Agency: Bartle Bogle Hegarty

Spend: pounds 2m

Have you noticed the dreary, square, middle-aged couple newly popular in advertising? They are there in the Maxwell House ad, scorning the fun of their coffee-swilling neighbours; they are the suburban Utterly Butterly family driven barmy by the excitement of a butter replacement; they are the dull people who should not buy the Toyota Rav 4; they are the duo whose vegetables leave their fridge because they don't have a Sinus. Now they are the cold, frumpy couple beneath the "hot" Haagen-Dazs lovers, banging on the ceiling with a broom. Meet the post-aspirational advertising couple.

Five years of recession and a complexifying market place have encouraged advertisers to appeal to consumers not so much on the increasingly intangible attraction of what they want to be, but rather on the more certain repulsion of what they definitely do not want to be. Hence the post-aspirationals.

But the real star of post-aspirational advertising is the anti-yuppie. Once the ultimate aspiration figure, the yuppie is now, appropriately, the caricatured face of post-aspiration advertising, selling products on the basis that people like him do not use them. In Abbey National "First Day at School" ad, he pulls up next to Dad's sensible family car in his red, fuel-injected BMW coupe, chewing gum and winking devilishly at the young schoolboy before squealing away (Abbey National dads are not like that).

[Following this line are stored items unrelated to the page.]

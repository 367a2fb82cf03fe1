//! Presentation shapes for departure boards.
//!
//! Pure formatting: a compact menu list and a detail view for one selected
//! departure. Clock times are shown in the provider's local time zone.

use chrono::{DateTime, Utc};
use chrono_tz::Tz;
use serde::Serialize;

use crate::domain::{Departure, DepartureQueryResult, SourceKind, TransportType};

/// One row of the departure menu.
#[derive(Debug, Clone, PartialEq, Eq, Serialize)]
pub struct MenuItem {
    /// `line destination`
    pub label: String,
    /// Clock time, countdown and delay.
    pub subtitle: String,
}

/// The following departure of the same line and destination.
#[derive(Debug, Clone, PartialEq, Eq, Serialize)]
pub struct NextDeparture {
    pub time: String,
    pub countdown: String,
}

/// Everything known about one selected departure.
#[derive(Debug, Clone, PartialEq, Eq, Serialize)]
pub struct DetailView {
    pub label: String,
    pub stop_name: String,
    pub time: String,
    pub countdown: String,
    pub delay: Option<String>,
    pub platform: Option<String>,
    pub transport: TransportType,
    pub is_realtime: bool,
    pub cancelled: bool,
    pub source: SourceKind,
    pub next: Option<NextDeparture>,
}

/// Menu rows, one per departure, in board order.
pub fn menu_items(result: &DepartureQueryResult, now: DateTime<Utc>, tz: Tz) -> Vec<MenuItem> {
    result
        .departures
        .iter()
        .map(|d| MenuItem {
            label: label(d),
            subtitle: subtitle(d, now, tz),
        })
        .collect()
}

/// Detail view for the departure at `index`, or `None` if out of range.
pub fn detail_view(
    result: &DepartureQueryResult,
    index: usize,
    now: DateTime<Utc>,
    tz: Tz,
) -> Option<DetailView> {
    let selected = result.departures.get(index)?;

    let next = result.departures[index + 1..]
        .iter()
        .find(|d| d.line == selected.line && d.destination == selected.destination)
        .map(|d| NextDeparture {
            time: clock_time(d.scheduled_time, now, tz),
            countdown: countdown(d, now),
        });

    Some(DetailView {
        label: label(selected),
        stop_name: result.stop_name.clone(),
        time: clock_time(selected.scheduled_time, now, tz),
        countdown: countdown(selected, now),
        delay: delay(selected),
        platform: selected.platform.clone(),
        transport: selected.transport,
        is_realtime: selected.is_realtime,
        cancelled: selected.cancelled,
        source: result.source,
        next,
    })
}

fn label(d: &Departure) -> String {
    format!("{} {}", d.line, d.destination)
}

fn subtitle(d: &Departure, now: DateTime<Utc>, tz: Tz) -> String {
    let mut parts = vec![clock_time(d.scheduled_time, now, tz), countdown(d, now)];
    if let Some(delay) = delay(d) {
        parts.push(delay);
    }
    parts.join(" · ")
}

/// Local `HH:MM`, prefixed `tomorrow` when on a later local day than now.
pub fn clock_time(at: DateTime<Utc>, now: DateTime<Utc>, tz: Tz) -> String {
    let local = at.with_timezone(&tz);
    let hhmm = local.format("%H:%M").to_string();
    if local.date_naive() > now.with_timezone(&tz).date_naive() {
        format!("tomorrow {hhmm}")
    } else {
        hhmm
    }
}

fn countdown(d: &Departure, now: DateTime<Utc>) -> String {
    if d.cancelled {
        "cancelled".to_string()
    } else {
        relative_time(d.scheduled_time, now)
    }
}

/// `now`, `N min` or `Hh MMm` until `at`.
///
/// ```
/// use chrono::{Duration, Utc};
/// use nextride::display::relative_time;
///
/// let now = Utc::now();
/// assert_eq!(relative_time(now - Duration::minutes(1), now), "now");
/// assert_eq!(relative_time(now + Duration::minutes(7), now), "7 min");
/// assert_eq!(relative_time(now + Duration::minutes(125), now), "2h 05m");
/// ```
pub fn relative_time(at: DateTime<Utc>, now: DateTime<Utc>) -> String {
    let minutes = at.signed_duration_since(now).num_minutes();
    match minutes {
        m if m <= 0 => "now".to_string(),
        m if m < 60 => format!("{m} min"),
        m => format!("{}h {:02}m", m / 60, m % 60),
    }
}

/// `+N` / `-N` for a non-zero real-time delay.
fn delay(d: &Departure) -> Option<String> {
    match d.delay_minutes {
        0 => None,
        _ if !d.is_realtime => None,
        m if m > 0 => Some(format!("+{m}")),
        m => Some(m.to_string()),
    }
}
//! Web layer for the departure service.
//!
//! Provides JSON endpoints for finding stops and their next departures.

mod dto;
mod routes;
mod state;

pub use dto::*;
pub use routes::{AppError, create_router};
pub use state::{AppState, Service};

He is there again in the Audi A4 campaign, being used hypocritically to extol the adrenalin-rich temptations of the car before revealing that he was just test-driving it and it "isn't really his style".

Aspirations without contrasts are not to be trusted these days; even sex - hence the thermal-imaged, hot/cold, sexy/frumpy Haagen-Dazs ad. Given the suspicion of positivity, post-aspirational advertising can be snobbish, sneering and intolerant in a way that makes Eighties advertising look positively democratic (here, the anti-yuppie is always coded as working- class-made-bad).

The only aspiration that does not need a qualification these days appears to be haut bourgeois Frenchness. The Renault family are so confident of their status as anciens riches idlers that they revel in their tinny little cars. Could someone bang on their adjoining walls with a broom?